RERG was reported to be a tumor suppressor gene in colorectal cancer [
31] and breast cancer [
26]. Our previous study demonstrated that
RRAD was frequently methylated in EBV-associated NPC, and it functioned as a tumor suppressor by inhibiting cell proliferation, colony formation, and migration in
RRAD-overexpressing NPC cells [
4].
SHISA3 was a novel tumor suppressor identified in lung cancer [
32], and was found to be epigenetically inactivated in a substantial fraction of patients with colorectal cancer [
27]. Yeh et al. demonstrated that
ZNF671, an epigenetically silenced novel tumor suppressor, was a potential non-invasive biomarker for predicting urothelial carcinoma relapse [
33]. Lleras et al. reported the epigenetic silencing of Kruppel-type zinc finger protein genes, including
ZNF549 and
ZNF671, on chromosome 19q13 in oropharyngeal cancer [
28]. Our results demonstrated the utility of BAS in validating findings from genome-wide methylation analysis, by showing that all seven candidates had significantly higher average CpG methylation rates in NPC than NNE.
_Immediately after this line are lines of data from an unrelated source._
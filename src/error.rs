use thiserror::Error;

/// Failures of [`EventLoop`](crate::rt::EventLoop) driving methods
#[derive(Debug, Clone, Copy, PartialEq, Eq, Error)]
pub enum Error {
	/// The awaited deferred value is still pending, but no callback is left to settle it
	#[error("deferred value is still pending and the event loop has nothing left to dispatch")]
	Stalled,

	/// The configured [`turn_limit`](crate::config::Config::turn_limit) ran out
	#[error("event loop exceeded its limit of {limit} turns")]
	TurnLimit {
		/// The limit that was hit
		limit: usize,
	},
}
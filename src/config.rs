use thiserror::Error;

/// Run time settings of an [`EventLoop`](crate::rt::EventLoop) and its [`Scheduler`](crate::scheduler::Scheduler)
#[derive(Debug, Clone, Default, PartialEq, Eq)]
pub struct Config {
	/// Upper bound on the turns a single `run` or `block_on` call may take. `None` is unbounded
	pub turn_limit: Option<usize>,

	/// Log a warning when a deferred value is rejected while nothing observes its failure
	pub report_unhandled_rejections: bool,
}

impl Config {
	/// Bounds every `run` / `block_on` call to `limit` turns
	#[must_use]
	pub fn with_turn_limit(mut self, limit: usize) -> Self {
		self.turn_limit = Some(limit);
		self
	}

	/// Enables or disables the unhandled rejection warning
	#[must_use]
	pub fn report_unhandled_rejections(mut self, enabled: bool) -> Self {
		self.report_unhandled_rejections = enabled;
		self
	}

	/// Checks the configuration for values the event loop can't honour
	pub fn validate(&self) -> Result<(), ConfigError> {
		if self.turn_limit == Some(0) {
			return Err(ConfigError::ZeroTurnLimit);
		}

		Ok(())
	}
}

/// Error returned by [`Config::validate`]
#[derive(Debug, Clone, Copy, PartialEq, Eq, Error)]
pub enum ConfigError {
	/// A turn limit of zero would never dispatch anything
	#[error("turn limit must be at least 1")]
	ZeroTurnLimit,
}
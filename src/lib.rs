//! tally - a persisted counter service
//!
//! An HTTP service exposing a status check and a single counter backed by a
//! store (Redis, or an in-process single-writer store), plus a small client
//! that drives the API the way the web front end does.

pub mod client;
pub mod config;
pub mod counter;
pub mod error;
pub mod http;
pub mod middleware;
pub mod routes;
pub mod state;
pub mod store;

pub use config::AppConfig;
pub use counter::CounterService;
pub use error::AppError;
pub use routes::create_router;
pub use state::AppState;
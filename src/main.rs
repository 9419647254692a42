//! tally: a persisted counter service.
//!
//! This is the application entry point. `serve` (the default) initializes
//! tracing, loads configuration, connects the counter store, ensures the
//! counter record exists and only then binds the HTTP listener, so a
//! misconfigured service never serves without persistence. `show` and
//! `increment` drive a running server through the API client.

use std::error::Error;
use std::path::PathBuf;
use std::process::ExitCode;

use clap::{Parser, Subcommand};
use tracing_subscriber::{fmt, layer::SubscriberExt, util::SubscriberInitExt, EnvFilter};

use tally::client::{ApiClient, CounterView};
use tally::config::{AppConfig, LoggingConfig, DEFAULT_LOG_FILTER};
use tally::http::start_server;
use tally::{create_router, store, AppState, CounterService};

/// Default server address for the client commands
const DEFAULT_SERVER_URL: &str = "http://localhost:4000";

/// tally: a persisted counter service
#[derive(Parser, Debug)]
#[command(name = "tally", version, about)]
struct Args {
    /// Path to configuration file (defaults are used when omitted)
    #[arg(short, long, global = true)]
    config: Option<PathBuf>,

    /// Log level filter (e.g., "tally=debug,tower_http=info")
    #[arg(short, long, global = true)]
    log_level: Option<String>,

    #[command(subcommand)]
    command: Option<Command>,
}

#[derive(Subcommand, Debug)]
enum Command {
    /// Run the HTTP server (default)
    Serve,
    /// Load and print the server status and counter
    Show {
        /// Base URL of a running server
        #[arg(long, default_value = DEFAULT_SERVER_URL)]
        url: String,
    },
    /// Increment the counter on a running server and print the result
    Increment {
        /// Base URL of a running server
        #[arg(long, default_value = DEFAULT_SERVER_URL)]
        url: String,
    },
}

#[tokio::main]
async fn main() -> ExitCode {
    let args = Args::parse();

    let config = match AppConfig::load(args.config.as_deref()) {
        Ok(config) => config,
        Err(e) => {
            eprintln!("Configuration error: {}", e);
            return ExitCode::FAILURE;
        }
    };

    init_tracing(args.log_level, &config.logging);

    let result = match args.command.unwrap_or(Command::Serve) {
        Command::Serve => run_server(config).await,
        Command::Show { url } => run_show(&url).await,
        Command::Increment { url } => run_increment(&url).await,
    };

    match result {
        Ok(()) => ExitCode::SUCCESS,
        Err(e) => {
            tracing::error!(error = %e, "Exiting");
            ExitCode::FAILURE
        }
    }
}

/// Initialize tracing with priority: CLI > env > default
fn init_tracing(cli_filter: Option<String>, logging: &LoggingConfig) {
    let log_filter = cli_filter
        .or_else(|| std::env::var("RUST_LOG").ok())
        .unwrap_or_else(|| DEFAULT_LOG_FILTER.to_string());

    let registry = tracing_subscriber::registry().with(EnvFilter::new(&log_filter));

    if logging.is_json() {
        registry
            .with(fmt::layer().json().with_writer(std::io::stderr))
            .init();
    } else {
        registry.with(fmt::layer().with_writer(std::io::stderr)).init();
    }
}

async fn run_server(mut config: AppConfig) -> Result<(), Box<dyn Error>> {
    config.apply_env()?;
    let store_url = AppConfig::store_url()?;

    tracing::info!(store = %store::redact(&store_url), "Connecting to counter store");
    let store = store::connect(&store_url, &config.store).await?;

    let counter = CounterService::new(store, config.store.timeout_seconds);
    counter.initialize().await?;
    tracing::info!(backend = counter.backend(), "Connected to counter store");

    let app = create_router(AppState::new(counter));
    start_server(app, &config.http).await?;

    Ok(())
}

async fn run_show(url: &str) -> Result<(), Box<dyn Error>> {
    let client = ApiClient::new(url);
    let mut view = CounterView::default();

    view.load(&client).await;
    finish(view)
}

async fn run_increment(url: &str) -> Result<(), Box<dyn Error>> {
    let client = ApiClient::new(url);
    let mut view = CounterView::default();

    view.load(&client).await;
    if view.error.is_none() {
        view.increment(&client).await;
    }
    finish(view)
}

fn finish(view: CounterView) -> Result<(), Box<dyn Error>> {
    print!("{}", view.render());
    match view.error {
        Some(error) => Err(error.into()),
        None => Ok(()),
    }
}
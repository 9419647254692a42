//! Graceful shutdown and signal handling.
//!
//! On SIGTERM or SIGINT the server stops accepting new connections and waits
//! for in-flight requests to finish.

/// Resolves when SIGINT (Ctrl+C) or SIGTERM is received.
pub async fn shutdown_signal() {
    let ctrl_c = async {
        tokio::signal::ctrl_c()
            .await
            .expect("Failed to install Ctrl+C handler");
    };

    #[cfg(unix)]
    let terminate = async {
        tokio::signal::unix::signal(tokio::signal::unix::SignalKind::terminate())
            .expect("Failed to install SIGTERM handler")
            .recv()
            .await;
    };

    #[cfg(not(unix))]
    let terminate = std::future::pending::<()>();

    tokio::select! {
        _ = ctrl_c => {
            tracing::info!("Received Ctrl+C, initiating graceful shutdown");
        }
        _ = terminate => {
            tracing::info!("Received SIGTERM, initiating graceful shutdown");
        }
    }
}
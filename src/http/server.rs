//! HTTP server startup logic.

use std::future::Future;
use std::net::SocketAddr;

use axum::Router;
use tokio::net::TcpListener;

use crate::config::HttpServerConfig;

use super::shutdown;

/// Server startup error
#[derive(Debug, thiserror::Error)]
pub enum ServerError {
    #[error("Invalid http.host or http.port: {0}")]
    Address(String),

    #[error("Server I/O error: {0}")]
    Io(#[from] std::io::Error),
}

/// Bind the listener for the configured host and port.
pub async fn bind(config: &HttpServerConfig) -> Result<TcpListener, ServerError> {
    let addr: SocketAddr = format!("{}:{}", config.host, config.port)
        .parse()
        .map_err(|e| ServerError::Address(format!("{}", e)))?;

    Ok(TcpListener::bind(addr).await?)
}

/// Serve `app` on `listener` until `shutdown` resolves.
pub async fn serve(
    listener: TcpListener,
    app: Router,
    shutdown: impl Future<Output = ()> + Send + 'static,
) -> Result<(), ServerError> {
    axum::serve(listener, app)
        .with_graceful_shutdown(shutdown)
        .await?;
    Ok(())
}

/// Start the HTTP server based on configuration.
///
/// This function blocks until the server shuts down on SIGINT/SIGTERM.
pub async fn start_server(app: Router, config: &HttpServerConfig) -> Result<(), ServerError> {
    let listener = bind(config).await?;
    let addr = listener.local_addr()?;
    tracing::info!(%addr, "Server running on http://{}", addr);

    serve(listener, app, shutdown::shutdown_signal()).await?;

    tracing::info!("Server stopped");
    Ok(())
}

#[cfg(test)]
mod tests {
    use super::*;

    #[tokio::test]
    async fn test_bind_ephemeral_port() {
        let config = HttpServerConfig {
            host: "127.0.0.1".to_string(),
            port: 0,
        };
        let listener = bind(&config).await.unwrap();
        assert_ne!(listener.local_addr().unwrap().port(), 0);
    }

    #[tokio::test]
    async fn test_bind_rejects_bad_host() {
        let config = HttpServerConfig {
            host: "not a host".to_string(),
            port: 4000,
        };
        assert!(matches!(bind(&config).await, Err(ServerError::Address(_))));
    }
}
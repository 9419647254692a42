use axum::{
    http::StatusCode,
    response::{IntoResponse, Json, Response},
};
use serde::Serialize;

use crate::store::StoreError;

#[derive(Debug, thiserror::Error)]
pub enum AppError {
    #[error("Failed to read counter")]
    CounterRead(#[source] StoreError),

    #[error("Failed to increment counter")]
    CounterIncrement(#[source] StoreError),
}

/// JSON body sent with every error response
#[derive(Debug, Serialize)]
pub struct ErrorBody {
    pub error: String,
}

impl IntoResponse for AppError {
    fn into_response(self) -> Response {
        // The cause stays in the logs; clients only get the generic message.
        match &self {
            AppError::CounterRead(source) | AppError::CounterIncrement(source) => {
                tracing::error!(error = %source, "{}", self);
            }
        }

        let body = ErrorBody {
            error: self.to_string(),
        };

        (StatusCode::INTERNAL_SERVER_ERROR, Json(body)).into_response()
    }
}

#[cfg(test)]
mod tests {
    use super::*;

    async fn body_json(response: Response) -> serde_json::Value {
        let bytes = axum::body::to_bytes(response.into_body(), usize::MAX)
            .await
            .unwrap();
        serde_json::from_slice(&bytes).unwrap()
    }

    #[tokio::test]
    async fn test_read_error_is_500_with_message() {
        let response = AppError::CounterRead(StoreError::WorkerStopped).into_response();
        assert_eq!(response.status(), StatusCode::INTERNAL_SERVER_ERROR);

        let body = body_json(response).await;
        assert_eq!(body["error"], "Failed to read counter");
    }

    #[tokio::test]
    async fn test_increment_error_hides_cause() {
        let response = AppError::CounterIncrement(StoreError::Timeout(5)).into_response();
        assert_eq!(response.status(), StatusCode::INTERNAL_SERVER_ERROR);

        let body = body_json(response).await;
        assert_eq!(body["error"], "Failed to increment counter");
        assert!(!body.to_string().contains("timed out"));
    }
}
BAS is an efficient, cost-effective, and robust high-throughput technique for assessing DNA methylation at targeted loci of interest [
18]. In our experiment, BAS coverage attained an average of over 1000 reads per CpG. BGS is another method of targeted bisulfite sequencing that includes subcloning and clone selection steps, which limits the total numbers of sequenced clones and sample sets [
34]. Therefore, BGS coverage is usually in the range of around 10 clones per CpG. Due to the significantly increased throughput of next-generation sequencing, a large number of differentially methylated genes can now be identified in a single experiment, and the traditional methods of experimental validation, such as methylation-specific PCR and BGS, are no longer sufficient to keep up with increasing demand. As our results show, BAS can quantitatively and accurately measure CpG methylation levels in genomic regions of interest in a high-throughput manner, and this approach may replace traditional validation methods in the future.